Personal information
- Full name: Francisco Javier Pérez Páez
- Date of birth: 27 January 1986 (age 39)
- Place of birth: Córdoba, Spain
- Height: 1.80 m (5 ft 11 in)
- Position(s): Midfielder

Team information
- Current team: Villafranca (manager)

Youth career
- Córdoba

Senior career*
- Years: Team / Apps / (Gls)
- 2006–2009: Córdoba B / 56 / (8)
- 2006: → Bailén (loan) / 5 / (1)
- 2008: Córdoba / 1 / (0)
- 2009–2010: Alcalá / 25 / (2)
- 2010–2011: Pozoblanco / 37 / (2)
- 2011–2012: Extremadura / 38 / (2)
- 2012–2013: San Roque / 12 / (1)
- 2013: Martos / 16 / (0)
- 2013–2014: Puertollano / 31 / (5)
- 2014–2015: Martos / 31 / (2)
- 2015–2018: Extremadura / 73 / (6)
- 2018: → Badajoz (loan) / 14 / (0)
- 2018–2021: Extremadura B / 51 / (2)
- 2021–2025: Villafranca / 110 / (7)

Managerial career
- 2025–: Villafranca

= Javi Pérez (footballer, born 1986) =

Spanish footballer

Francisco Javier "Javi" Pérez Páez (born 27 January 1986) is a Spanish football coach and a former central midfielder who is the manager of Tercera Federación club Villafranca.

==Club career==
Born in Córdoba, Andalusia, Pérez was a Córdoba CF youth graduate, and made his senior debut while on loan at Recreativo de Bailén in January 2006. In July, he returned to the Verdiblancos, being assigned to the reserves in the Tercera División.

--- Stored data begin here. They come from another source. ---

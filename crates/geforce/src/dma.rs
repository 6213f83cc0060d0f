//! Address translation through guest-built descriptors ("DMA objects").
//!
//! A descriptor lives in instance memory: word 0 carries the flag bits and a
//! byte adjustment in its top 12 bits, word 2 is either the linear base or the
//! first entry of an inline page table (one page-frame word per 4KiB page).

use memory::MemoryBus;

use crate::vram::Vram;

/// Descriptor word 0: linear (set) vs. paged (clear) addressing.
const FLAG_LINEAR: u32 = 0x0000_2000;
/// Descriptor word 0: target is external physical memory rather than VRAM.
const FLAG_EXTERNAL: u32 = 0x0002_0000;

#[derive(Debug, Clone, Copy, PartialEq, Eq)]
pub enum Target {
    Vram(u32),
    External(u32),
}

fn linear_lookup(vram: &Vram, object: u32, addr: u32) -> u32 {
    let adjust = vram.ramin_read32(object) >> 20;
    let base = vram.ramin_read32(object.wrapping_add(8)) & 0xFFFF_F000;
    base.wrapping_add(adjust).wrapping_add(addr)
}

fn paged_lookup(vram: &Vram, object: u32, addr: u32) -> u32 {
    let addr_adj = addr.wrapping_add(vram.ramin_read32(object) >> 20);
    let page_index = addr_adj >> 12;
    let entry = object.wrapping_add(8).wrapping_add(page_index.wrapping_mul(4));
    let page = vram.ramin_read32(entry) & 0xFFFF_F000;
    page | (addr_adj & 0xFFF)
}

/// Resolves `addr` within the descriptor at `object` to an absolute address.
pub fn resolve(vram: &Vram, object: u32, addr: u32) -> Target {
    let flags = vram.ramin_read32(object);
    let abs = if flags & FLAG_LINEAR != 0 {
        linear_lookup(vram, object, addr)
    } else {
        paged_lookup(vram, object, addr)
    };
    if flags & FLAG_EXTERNAL != 0 {
        Target::External(abs)
    } else {
        Target::Vram(abs)
    }
}

pub fn read8(vram: &Vram, mem: &mut dyn MemoryBus, object: u32, addr: u32) -> u8 {
    match resolve(vram, object, addr) {
        Target::Vram(a) => vram.read8(a),
        Target::External(a) => mem.read_u8(a as u64),
    }
}

pub fn read16(vram: &Vram, mem: &mut dyn MemoryBus, object: u32, addr: u32) -> u16 {
    match resolve(vram, object, addr) {
        Target::Vram(a) => vram.read16(a),
        Target::External(a) => mem.read_u16(a as u64),
    }
}

pub fn read32(vram: &Vram, mem: &mut dyn MemoryBus, object: u32, addr: u32) -> u32 {
    match resolve(vram, object, addr) {
        Target::Vram(a) => vram.read32(a),
        Target::External(a) => mem.read_u32(a as u64),
    }
}

pub fn write8(vram: &mut Vram, mem: &mut dyn MemoryBus, object: u32, addr: u32, val: u8) {
    match resolve(vram, object, addr) {
        Target::Vram(a) => vram.write8(a, val),
        Target::External(a) => mem.write_u8(a as u64, val),
    }
}

pub fn write16(vram: &mut Vram, mem: &mut dyn MemoryBus, object: u32, addr: u32, val: u16) {
    match resolve(vram, object, addr) {
        Target::Vram(a) => vram.write16(a, val),
        Target::External(a) => mem.write_u16(a as u64, val),
    }
}

pub fn write32(vram: &mut Vram, mem: &mut dyn MemoryBus, object: u32, addr: u32, val: u32) {
    match resolve(vram, object, addr) {
        Target::Vram(a) => vram.write32(a, val),
        Target::External(a) => mem.write_u32(a as u64, val),
    }
}

pub fn write64(vram: &mut Vram, mem: &mut dyn MemoryBus, object: u32, addr: u32, val: u64) {
    match resolve(vram, object, addr) {
        Target::Vram(a) => vram.write64(a, val),
        Target::External(a) => mem.write_u64(a as u64, val),
    }
}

Pérez made his first team debut on 6 December 2008, coming on as a late substitute for Yordi in a 1–3 away loss against Elche CF in the Segunda División. He left the club at the end of the season, and subsequently signed for RSD Alcalá in Segunda División B.

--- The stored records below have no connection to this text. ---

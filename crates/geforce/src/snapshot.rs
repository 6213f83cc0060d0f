//! Snapshot persistence for the whole engine.
//!
//! The register blocks, the channel table, and VRAM each get one TLV field.
//! Channels serialize through the nested codec in a fixed field order; the
//! PTIMER counter is captured as an absolute value and re-based against the
//! clock on restore.

use io_snapshot::codec::{Decoder, Encoder};
use io_snapshot::{
    IoSnapshot, SnapshotError, SnapshotReader, SnapshotResult, SnapshotVersion, SnapshotWriter,
};

use crate::classes::{Channel, Subchannel};
use crate::clock::Clock;
use crate::device::GeForce;
use crate::fifo::CACHE1_DEPTH;

const TAG_INTERRUPTS: u16 = 1;
const TAG_GRAPH: u16 = 2;
const TAG_PTIMER: u16 = 3;
const TAG_FIFO: u16 = 4;
const TAG_CACHE1: u16 = 5;
const TAG_CHANNELS: u16 = 6;
const TAG_ACQUIRE: u16 = 7;
const TAG_VRAM: u16 = 8;

fn encode_channel(mut enc: Encoder, ch: &Channel) -> Encoder {
    enc = enc
        .u32(ch.subr_return)
        .bool(ch.subr_active)
        .u32(ch.pending.method)
        .u32(ch.pending.subc)
        .u32(ch.pending.count)
        .bool(ch.pending.non_increment)
        .bool(ch.notify_pending)
        .u32(ch.notify_type);
    for sch in &ch.subchannels {
        enc = enc.u32(sch.object).u8(sch.engine).u32(sch.notifier);
    }

    enc = enc.u32(ch.clip.yx).u32(ch.clip.hw).u8(ch.rop);

    enc = enc
        .u32(ch.pattern.shape)
        .u32(ch.pattern.kind)
        .u32(ch.pattern.bg_color)
        .u32(ch.pattern.fg_color);
    for &bit in &ch.pattern.mono {
        enc = enc.bool(bit);
    }
    for &c in &ch.pattern.color {
        enc = enc.u32(c);
    }

    enc = enc
        .u32(ch.surf2d.img_src)
        .u32(ch.surf2d.img_dst)
        .u32(ch.surf2d.color_fmt)
        .u32(ch.surf2d.color_bytes)
        .u32(ch.surf2d.pitch)
        .u32(ch.surf2d.ofs_src)
        .u32(ch.surf2d.ofs_dst);

    enc = enc
        .u32(ch.gdi.operation)
        .u32(ch.gdi.color_fmt)
        .u32(ch.gdi.mono_fmt)
        .u32(ch.gdi.clip_yx0)
        .u32(ch.gdi.clip_yx1)
        .u32(ch.gdi.rect_color)
        .u32(ch.gdi.rect_xy)
        .u32(ch.gdi.rect_wh)
        .u32(ch.gdi.rect_yx0)
        .u32(ch.gdi.rect_yx1);

    enc = enc
        .bool(ch.ifc.color_key_enable)
        .u32(ch.ifc.operation)
        .u32(ch.ifc.color_fmt)
        .u32(ch.ifc.color_bytes)
        .u32(ch.ifc.yx)
        .u32(ch.ifc.dhw)
        .u32(ch.ifc.shw)
        .u32(ch.ifc.expected)
        .bool(ch.ifc.upload)
        .u32(ch.ifc.upload_offset)
        .u32(ch.ifc.words.len() as u32);
    for &w in &ch.ifc.words {
        enc = enc.u32(w);
    }

    enc = enc
        .bool(ch.blit.color_key_enable)
        .u32(ch.blit.operation)
        .u32(ch.blit.syx)
        .u32(ch.blit.dyx)
        .u32(ch.blit.hw);

    enc = enc
        .u32(ch.m2mf.src)
        .u32(ch.m2mf.dst)
        .u32(ch.m2mf.src_offset)
        .u32(ch.m2mf.dst_offset)
        .u32(ch.m2mf.src_pitch)
        .u32(ch.m2mf.dst_pitch)
        .u32(ch.m2mf.line_length)
        .u32(ch.m2mf.line_count)
        .u32(ch.m2mf.format)
        .u32(ch.m2mf.buffer_notify);

    enc = enc
        .u32(ch.d3d.a_obj)
        .u32(ch.d3d.b_obj)
        .u32(ch.d3d.color_obj)
        .u32(ch.d3d.zeta_obj)
        .u32(ch.d3d.clip_horizontal)
        .u32(ch.d3d.clip_vertical)
        .u32(ch.d3d.surface_format)
        .u32(ch.d3d.color_bytes)
        .u32(ch.d3d.depth_bytes)
        .u32(ch.d3d.surface_pitch)
        .u32(ch.d3d.color_offset)
        .u32(ch.d3d.zeta_offset)
        .u32(ch.d3d.zstencil_clear_value)
        .u32(ch.d3d.color_clear_value)
        .u32(ch.d3d.clear_surface)
        .u32(ch.d3d.vertex_index)
        .u32(ch.d3d.attrib_index)
        .u32(ch.d3d.comp_index);
    for vertex in &ch.d3d.vertex_data {
        for attrib in vertex {
            for &comp in attrib {
                enc = enc.u32(comp.to_bits());
            }
        }
    }

    enc
}

fn decode_channel(dec: &mut Decoder<'_>) -> SnapshotResult<Channel> {
    let mut ch = Channel::default();
    ch.subr_return = dec.u32()?;
    ch.subr_active = dec.bool()?;
    ch.pending.method = dec.u32()?;
    ch.pending.subc = dec.u32()?;
    ch.pending.count = dec.u32()?;
    ch.pending.non_increment = dec.bool()?;
    ch.notify_pending = dec.bool()?;
    ch.notify_type = dec.u32()?;
    for sch in &mut ch.subchannels {
        *sch = Subchannel {
            object: dec.u32()?,
            engine: dec.u8()?,
            notifier: dec.u32()?,
        };
    }

    ch.clip.yx = dec.u32()?;
    ch.clip.hw = dec.u32()?;
    ch.rop = dec.u8()?;

    ch.pattern.shape = dec.u32()?;
    ch.pattern.kind = dec.u32()?;
    ch.pattern.bg_color = dec.u32()?;
    ch.pattern.fg_color = dec.u32()?;
    for bit in &mut ch.pattern.mono {
        *bit = dec.bool()?;
    }
    for c in &mut ch.pattern.color {
        *c = dec.u32()?;
    }

    ch.surf2d.img_src = dec.u32()?;
    ch.surf2d.img_dst = dec.u32()?;
    ch.surf2d.color_fmt = dec.u32()?;
    ch.surf2d.color_bytes = dec.u32()?;
    ch.surf2d.pitch = dec.u32()?;
    ch.surf2d.ofs_src = dec.u32()?;
    ch.surf2d.ofs_dst = dec.u32()?;

    ch.gdi.operation = dec.u32()?;
    ch.gdi.color_fmt = dec.u32()?;
    ch.gdi.mono_fmt = dec.u32()?;
    ch.gdi.clip_yx0 = dec.u32()?;
    ch.gdi.clip_yx1 = dec.u32()?;
    ch.gdi.rect_color = dec.u32()?;
    ch.gdi.rect_xy = dec.u32()?;
    ch.gdi.rect_wh = dec.u32()?;
    ch.gdi.rect_yx0 = dec.u32()?;
    ch.gdi.rect_yx1 = dec.u32()?;

    ch.ifc.color_key_enable = dec.bool()?;
    ch.ifc.operation = dec.u32()?;
    ch.ifc.color_fmt = dec.u32()?;
    ch.ifc.color_bytes = dec.u32()?;
    ch.ifc.yx = dec.u32()?;
    ch.ifc.dhw = dec.u32()?;
    ch.ifc.shw = dec.u32()?;
    ch.ifc.expected = dec.u32()?;
    ch.ifc.upload = dec.bool()?;
    ch.ifc.upload_offset = dec.u32()?;
    let word_count = dec.u32()?;
    for _ in 0..word_count {
        ch.ifc.words.push(dec.u32()?);
    }

    ch.blit.color_key_enable = dec.bool()?;
    ch.blit.operation = dec.u32()?;
    ch.blit.syx = dec.u32()?;
    ch.blit.dyx = dec.u32()?;
    ch.blit.hw = dec.u32()?;

    ch.m2mf.src = dec.u32()?;
    ch.m2mf.dst = dec.u32()?;
    ch.m2mf.src_offset = dec.u32()?;
    ch.m2mf.dst_offset = dec.u32()?;
    ch.m2mf.src_pitch = dec.u32()?;
    ch.m2mf.dst_pitch = dec.u32()?;
    ch.m2mf.line_length = dec.u32()?;
    ch.m2mf.line_count = dec.u32()?;
    ch.m2mf.format = dec.u32()?;
    ch.m2mf.buffer_notify = dec.u32()?;

    ch.d3d.a_obj = dec.u32()?;
    ch.d3d.b_obj = dec.u32()?;
    ch.d3d.color_obj = dec.u32()?;
    ch.d3d.zeta_obj = dec.u32()?;
    ch.d3d.clip_horizontal = dec.u32()?;
    ch.d3d.clip_vertical = dec.u32()?;
    ch.d3d.surface_format = dec.u32()?;
    ch.d3d.color_bytes = dec.u32()?;
    ch.d3d.depth_bytes = dec.u32()?;
    ch.d3d.surface_pitch = dec.u32()?;
    ch.d3d.color_offset = dec.u32()?;
    ch.d3d.zeta_offset = dec.u32()?;
    ch.d3d.zstencil_clear_value = dec.u32()?;
    ch.d3d.color_clear_value = dec.u32()?;
    ch.d3d.clear_surface = dec.u32()?;
    ch.d3d.vertex_index = dec.u32()?;
    ch.d3d.attrib_index = dec.u32()?;
    ch.d3d.comp_index = dec.u32()?;
    for vertex in &mut ch.d3d.vertex_data {
        for attrib in vertex.iter_mut() {
            for comp in attrib.iter_mut() {
                *comp = f32::from_bits(dec.u32()?);
            }
        }
    }

    Ok(ch)
}

impl<C: Clock> IoSnapshot for GeForce<C> {
    const DEVICE_ID: [u8; 4] = *b"GFCE";
    const DEVICE_VERSION: SnapshotVersion = SnapshotVersion::new(1, 0);

    fn save_state(&self) -> Vec<u8> {
        let mut w = SnapshotWriter::new(Self::DEVICE_ID, Self::DEVICE_VERSION);

        let i = &self.intr;
        w.field_bytes(
            TAG_INTERRUPTS,
            Encoder::new()
                .u32(i.mc_intr_en)
                .u32(i.mc_enable)
                .u32(i.bus_intr)
                .u32(i.bus_intr_en)
                .u32(i.fifo_intr)
                .u32(i.fifo_intr_en)
                .u32(i.graph_intr)
                .u32(i.graph_intr_en)
                .u32(i.crtc_intr)
                .u32(i.crtc_intr_en)
                .finish(),
        );

        w.field_bytes(
            TAG_GRAPH,
            Encoder::new().u32(self.graph.nsource).u32(self.graph.notify).finish(),
        );

        let t = &self.ptimer;
        w.field_bytes(
            TAG_PTIMER,
            Encoder::new()
                .u32(t.intr)
                .u32(t.intr_en)
                .u32(t.numerator)
                .u32(t.denominator)
                .u32(t.alarm)
                .u64(t.raw_time(self.clock.now_ns()))
                .finish(),
        );

        let f = &self.fifo;
        w.field_bytes(
            TAG_FIFO,
            Encoder::new()
                .u32(f.ramht)
                .u32(f.ramfc)
                .u32(f.ramro)
                .u32(f.mode)
                .u32(f.grctx_instance)
                .finish(),
        );

        let c = &f.cache1;
        let mut enc = Encoder::new()
            .u32(c.push1)
            .u32(c.dma_push)
            .u32(c.dma_instance)
            .u32(c.dma_put)
            .u32(c.dma_get)
            .u32(c.ref_cnt)
            .u32(c.pull0)
            .u32(c.semaphore)
            .u32(c.put)
            .u32(c.get);
        for idx in 0..CACHE1_DEPTH {
            enc = enc.u32(c.method[idx]).u32(c.data[idx]);
        }
        w.field_bytes(TAG_CACHE1, enc.finish());

        let mut enc = Encoder::new();
        for ch in &self.channels {
            enc = encode_channel(enc, ch);
        }
        w.field_bytes(TAG_CHANNELS, enc.finish());

        w.field_bool(TAG_ACQUIRE, self.acquire_pending);
        w.field_bytes(TAG_VRAM, self.vram.as_slice().to_vec());

        w.finish()
    }

    fn load_state(&mut self, bytes: &[u8]) -> SnapshotResult<()> {
        let r = SnapshotReader::parse(bytes, Self::DEVICE_ID)?;
        r.ensure_device_major(Self::DEVICE_VERSION.major)?;

        if let Some(field) = r.bytes(TAG_INTERRUPTS) {
            let mut dec = Decoder::new(field);
            self.intr.mc_intr_en = dec.u32()?;
            self.intr.mc_enable = dec.u32()?;
            self.intr.bus_intr = dec.u32()?;
            self.intr.bus_intr_en = dec.u32()?;
            self.intr.fifo_intr = dec.u32()?;
            self.intr.fifo_intr_en = dec.u32()?;
            self.intr.graph_intr = dec.u32()?;
            self.intr.graph_intr_en = dec.u32()?;
            self.intr.crtc_intr = dec.u32()?;
            self.intr.crtc_intr_en = dec.u32()?;
            dec.finish()?;
        }

        if let Some(field) = r.bytes(TAG_GRAPH) {
            let mut dec = Decoder::new(field);
            self.graph.nsource = dec.u32()?;
            self.graph.notify = dec.u32()?;
            dec.finish()?;
        }

        if let Some(field) = r.bytes(TAG_PTIMER) {
            let mut dec = Decoder::new(field);
            self.ptimer.intr = dec.u32()?;
            self.ptimer.intr_en = dec.u32()?;
            self.ptimer.numerator = dec.u32()?;
            self.ptimer.denominator = dec.u32()?;
            self.ptimer.alarm = dec.u32()?;
            let time = dec.u64()?;
            self.ptimer.restore_time(self.clock.now_ns(), time);
            dec.finish()?;
        }

        if let Some(field) = r.bytes(TAG_FIFO) {
            let mut dec = Decoder::new(field);
            self.fifo.ramht = dec.u32()?;
            self.fifo.ramfc = dec.u32()?;
            self.fifo.ramro = dec.u32()?;
            self.fifo.mode = dec.u32()?;
            self.fifo.grctx_instance = dec.u32()?;
            dec.finish()?;
        }

        if let Some(field) = r.bytes(TAG_CACHE1) {
            let mut dec = Decoder::new(field);
            let c = &mut self.fifo.cache1;
            c.push1 = dec.u32()?;
            c.dma_push = dec.u32()?;
            c.dma_instance = dec.u32()?;
            c.dma_put = dec.u32()?;
            c.dma_get = dec.u32()?;
            c.ref_cnt = dec.u32()?;
            c.pull0 = dec.u32()?;
            c.semaphore = dec.u32()?;
            c.put = dec.u32()?;
            c.get = dec.u32()?;
            for idx in 0..CACHE1_DEPTH {
                c.method[idx] = dec.u32()?;
                c.data[idx] = dec.u32()?;
            }
            dec.finish()?;
        }

        if let Some(field) = r.bytes(TAG_CHANNELS) {
            let mut dec = Decoder::new(field);
            for idx in 0..self.channels.len() {
                self.channels[idx] = decode_channel(&mut dec)?;
            }
            dec.finish()?;
        }

        if let Some(v) = r.bool(TAG_ACQUIRE)? {
            self.acquire_pending = v;
        }

        if let Some(field) = r.bytes(TAG_VRAM) {
            let vram = self.vram.as_mut_slice();
            if field.len() != vram.len() {
                return Err(SnapshotError::BadFieldLength {
                    tag: TAG_VRAM,
                    expected: vram.len(),
                    found: field.len(),
                });
            }
            vram.copy_from_slice(field);
        }

        self.update_irq();
        Ok(())
    }
}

Pérez continued to appear in the lower leagues in the following years, representing CD Pozoblanco, Extremadura UD (two stints), Martos CD (two stints), CD San Roque de Lepe, CD Puertollano and CD Badajoz.

On 20 July 2018, Pérez was demoted to Extremadura's reserve team after accepting an offer to become a director of the youth setup.